[Stored data entries]
[Start of section]
use axum::extract::rejection::{FormRejection, JsonRejection};
use axum::http::StatusCode;
use axum::response::{IntoResponse, Response};
use serde_json::json;
use sitedraw_core::error::CoreError;
use sitedraw_db::store::StoreError;

/// Application-level error type for HTTP handlers.
///
/// Wraps [`CoreError`] for domain errors and [`StoreError`] for persistence
/// errors, and adds HTTP-specific variants. Implements [`IntoResponse`] to
/// produce consistent JSON error responses.
#[derive(Debug, thiserror::Error)]
pub enum AppError {
    /// A domain-level error from `sitedraw_core`.
    #[error(transparent)]
    Core(#[from] CoreError),

    /// An error from the project/draw request store.
    #[error(transparent)]
    Store(#[from] StoreError),

    /// A database error from sqlx.
    #[error("Database error: {0}")]
    Database(#[from] sqlx::Error),

    /// A bad request with a human-readable message.
    #[error("Bad request: {0}")]
    BadRequest(String),

    /// An internal error with a human-readable message.
    #[error("Internal error: {0}")]
    InternalError(String),
}

/// Convenience type alias for handler return values.
pub type AppResult<T> = Result<T, AppError>;

impl From<validator::ValidationErrors> for AppError {
    fn from(errors: validator::ValidationErrors) -> Self {
        AppError::Core(CoreError::from(errors))
    }
}

impl From<JsonRejection> for AppError {
    fn from(rejection: JsonRejection) -> Self {
        AppError::BadRequest(rejection.body_text())
    }
}

impl From<FormRejection> for AppError {
    fn from(rejection: FormRejection) -> Self {
        AppError::BadRequest(rejection.body_text())
    }
}

impl IntoResponse for AppError {
    fn into_response(self) -> Response {
        let (status, code, message) = match &self {
            // --- CoreError variants ---
            AppError::Core(core) => classify_core_error(core),

            // --- Store errors ---
            AppError::Store(store) => match store {
                StoreError::UnknownProject(id) => (
                    StatusCode::NOT_FOUND,
                    "NOT_FOUND",
                    format!("Project with id {id} not found"),
                ),
                StoreError::Unavailable(msg) => {
                    tracing::error!(error = %msg, "Store unavailable");
                    (
                        StatusCode::SERVICE_UNAVAILABLE,
                        "SERVICE_UNAVAILABLE",
                        "The data store is temporarily unavailable, please retry".to_string(),
                    )
                }
                StoreError::Database(err) => classify_sqlx_error(err),
            },

            // --- Database errors ---
            AppError::Database(err) => classify_sqlx_error(err),

            // --- HTTP-specific errors ---
            AppError::BadRequest(msg) => (StatusCode::BAD_REQUEST, "BAD_REQUEST", msg.clone()),
            AppError::InternalError(msg) => {
                tracing::error!(error = %msg, "Internal error");
                (
                    StatusCode::INTERNAL_SERVER_ERROR,
                    "INTERNAL_ERROR",
                    "An internal error occurred".to_string(),
                )
            }
        };

        let body = json!({
            "error": message,
            "code": code,
        });

        (status, axum::Json(body)).into_response()
    }
}

fn classify_core_error(core: &CoreError) -> (StatusCode, &'static str, String) {
    match core {
        CoreError::NotFound { entity, id } => (
            StatusCode::NOT_FOUND,
            "NOT_FOUND",
            format!("{entity} with id {id} not found"),
        ),
        CoreError::Validation(msg) => (StatusCode::BAD_REQUEST, "VALIDATION_ERROR", msg.clone()),
        CoreError::Conflict(msg) => (StatusCode::CONFLICT, "CONFLICT", msg.clone()),
        CoreError::Internal(msg) => {
            tracing::error!(error = %msg, "Internal core error");
            (
                StatusCode::INTERNAL_SERVER_ERROR,
                "INTERNAL_ERROR",
                "An internal error occurred".to_string(),
            )
        }
    }
}

/// Classify a sqlx error into an HTTP status, error code, and message.
///
/// - `RowNotFound` maps to 404.
/// - Unique constraint violations (constraint name starting with `uq_`) map to 409.
/// - Foreign key violations (23503) map to 404.
/// - CHECK constraint violations (23514) and numeric overflow (22003) map to 400.
/// - Everything else maps to 500 with a sanitized message.
fn classify_sqlx_error(err: &sqlx::Error) -> (StatusCode, &'static str, String) {
    match err {
        sqlx::Error::RowNotFound => (
            StatusCode::NOT_FOUND,
            "NOT_FOUND",
            "Resource not found".to_string(),
        ),
        sqlx::Error::Database(db_err) => {
            let constraint = db_err.constraint().unwrap_or("unknown");
            match db_err.code().as_deref() {
                Some("23505") if constraint.starts_with("uq_") => {
                    return (
                        StatusCode::CONFLICT,
                        "CONFLICT",
                        format!("Duplicate value violates unique constraint: {constraint}"),
                    );
                }
                Some("23503") => {
                    return (
                        StatusCode::NOT_FOUND,
                        "NOT_FOUND",
                        format!("Referenced resource not found ({constraint})"),
                    );
                }
                Some("23514") => {
                    return (
                        StatusCode::BAD_REQUEST,
                        "VALIDATION_ERROR",
                        format!("Value violates check constraint: {constraint}"),
                    );
                }
                Some("22003") => {
                    return (
                        StatusCode::BAD_REQUEST,
                        "VALIDATION_ERROR",
                        "Numeric value out of range".to_string(),
                    );
                }
                _ => {}
            }
            tracing::error!(error = %db_err, "Database error");
            (
                StatusCode::INTERNAL_SERVER_ERROR,
                "INTERNAL_ERROR",
                "An internal error occurred".to_string(),
            )
        }
        other => {
            tracing::error!(error = %other, "Database error");
            (
                StatusCode::INTERNAL_SERVER_ERROR,
                "INTERNAL_ERROR",
                "An internal error occurred".to_string(),
            )
        }
    }
}
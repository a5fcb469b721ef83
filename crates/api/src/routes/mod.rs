pub mod dashboard;
pub mod draw_request;
pub mod forms;
pub mod health;
pub mod project;

use axum::Router;

use crate::state::AppState;

/// Build the `/api/v1` route tree.
///
/// Route hierarchy:
///
/// ```text
/// /projects                                  list, create
/// /projects/{id}                             get
/// /projects/{id}/draw-requests               draw requests of one project
///
/// /draw-requests                             list (joined with project name), create
/// /draw-requests/{id}                        get
/// /draw-requests/{id}/approve                approve a Pending draw (POST)
/// /draw-requests/{id}/reject                 reject a Pending draw (POST)
///
/// /forms/projects                            create project from form fields (POST)
/// /forms/draw-requests                       submit draw request from form fields (POST)
///
/// /dashboard                                 full dashboard payload
/// /dashboard/metrics                         metric cards
/// /dashboard/budget-chart                    budget vs. spend per project
/// /dashboard/projects                        project cards
/// /dashboard/draw-requests                   draw request table rows
/// ```
pub fn api_routes() -> Router<AppState> {
    Router::new()
        .nest("/projects", project::router())
        .nest("/draw-requests", draw_request::router())
        .nest("/forms", forms::router())
        .nest("/dashboard", dashboard::router())
}
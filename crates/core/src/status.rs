//! Status enums mapping to SMALLINT lookup tables.
//!
//! Each variant's discriminant matches the seed data order (1-based) in the
//! corresponding `*_statuses` table, and its label matches the `name` column.

use serde::{Deserialize, Deserializer, Serialize, Serializer};

use crate::error::CoreError;

/// Status ID type matching SMALLINT/SMALLSERIAL in the database.
pub type StatusId = i16;

macro_rules! define_status_enum {
    (
        $(#[$meta:meta])*
        $name:ident {
            $( $(#[$vmeta:meta])* $variant:ident = $val:literal => $label:literal ),+ $(,)?
        }
    ) => {
        $(#[$meta])*
        #[repr(i16)]
        #[derive(Debug, Clone, Copy, PartialEq, Eq, Hash)]
        pub enum $name {
            $( $(#[$vmeta])* $variant = $val ),+
        }

        impl $name {
            /// Every variant in seed order.
            pub const ALL: &'static [$name] = &[$($name::$variant),+];

            /// Return the database status ID.
            pub fn id(self) -> StatusId {
                self as StatusId
            }

            /// Look up a variant by its database status ID.
            pub fn from_id(id: StatusId) -> Option<Self> {
                match id {
                    $( $val => Some($name::$variant), )+
                    _ => None,
                }
            }

            /// Display label, identical to the lookup table `name` column.
            pub fn label(self) -> &'static str {
                match self {
                    $( $name::$variant => $label, )+
                }
            }

            /// Parse an exact (case-sensitive) display label.
            pub fn from_label(label: &str) -> Result<Self, CoreError> {
                match label {
                    $( $label => Ok($name::$variant), )+
                    other => Err(CoreError::Validation(format!(
                        "Invalid {} '{other}'. Must be one of: {}",
                        stringify!($name),
                        [$($label),+].join(", ")
                    ))),
                }
            }
        }

        impl From<$name> for StatusId {
            fn from(value: $name) -> Self {
                value as StatusId
            }
        }

        impl TryFrom<StatusId> for $name {
            type Error = CoreError;

            fn try_from(id: StatusId) -> Result<Self, Self::Error> {
                $name::from_id(id).ok_or_else(|| {
                    CoreError::Internal(format!("Unknown {} id {id}", stringify!($name)))
                })
            }
        }

        impl std::fmt::Display for $name {
            fn fmt(&self, f: &mut std::fmt::Formatter<'_>) -> std::fmt::Result {
                f.write_str(self.label())
            }
        }

        impl Serialize for $name {
            fn serialize<S: Serializer>(&self, serializer: S) -> Result<S::Ok, S::Error> {
                serializer.serialize_str(self.label())
            }
        }

        impl<'de> Deserialize<'de> for $name {
            fn deserialize<D: Deserializer<'de>>(deserializer: D) -> Result<Self, D::Error> {
                let label = String::deserialize(deserializer)?;
                $name::from_label(&label).map_err(serde::de::Error::custom)
            }
        }
    };
}

define_status_enum! {
    /// Project lifecycle status.
    ProjectStatus {
        NotStarted = 1 => "Not Started",
        Active = 2 => "Active",
        Delayed = 3 => "Delayed",
        Completed = 4 => "Completed",
    }
}

define_status_enum! {
    /// Draw request review status.
    DrawStatus {
        Pending = 1 => "Pending",
        Approved = 2 => "Approved",
        Rejected = 3 => "Rejected",
    }
}

impl Default for ProjectStatus {
    fn default() -> Self {
        ProjectStatus::NotStarted
    }
}

impl Default for DrawStatus {
    fn default() -> Self {
        DrawStatus::Pending
    }
}

impl DrawStatus {
    /// Approved and rejected draws never change again.
    pub fn is_terminal(self) -> bool {
        !matches!(self, DrawStatus::Pending)
    }

    /// Only `Pending -> Approved` and `Pending -> Rejected` are allowed.
    pub fn can_transition_to(self, next: DrawStatus) -> bool {
        matches!(
            (self, next),
            (DrawStatus::Pending, DrawStatus::Approved) | (DrawStatus::Pending, DrawStatus::Rejected)
        )
    }
}

/// Validate a draw request status change.
///
/// Moving back to `Pending` is a validation error (it is never a valid
/// target); any change away from a terminal status is a conflict.
pub fn validate_draw_transition(from: DrawStatus, to: DrawStatus) -> Result<(), CoreError> {
    if to == DrawStatus::Pending {
        return Err(CoreError::Validation(
            "Draw requests cannot be moved back to Pending".to_string(),
        ));
    }
    if !from.can_transition_to(to) {
        return Err(CoreError::Conflict(format!(
            "Draw request is already {from} and cannot be marked {to}"
        )));
    }
    Ok(())
}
[End of section]
Your assignment
Take every line from the records above that has the word "list" and copy it.

Reply to the exercise
/// /projects                                  list, create
/// /draw-requests                             list (joined with project name), create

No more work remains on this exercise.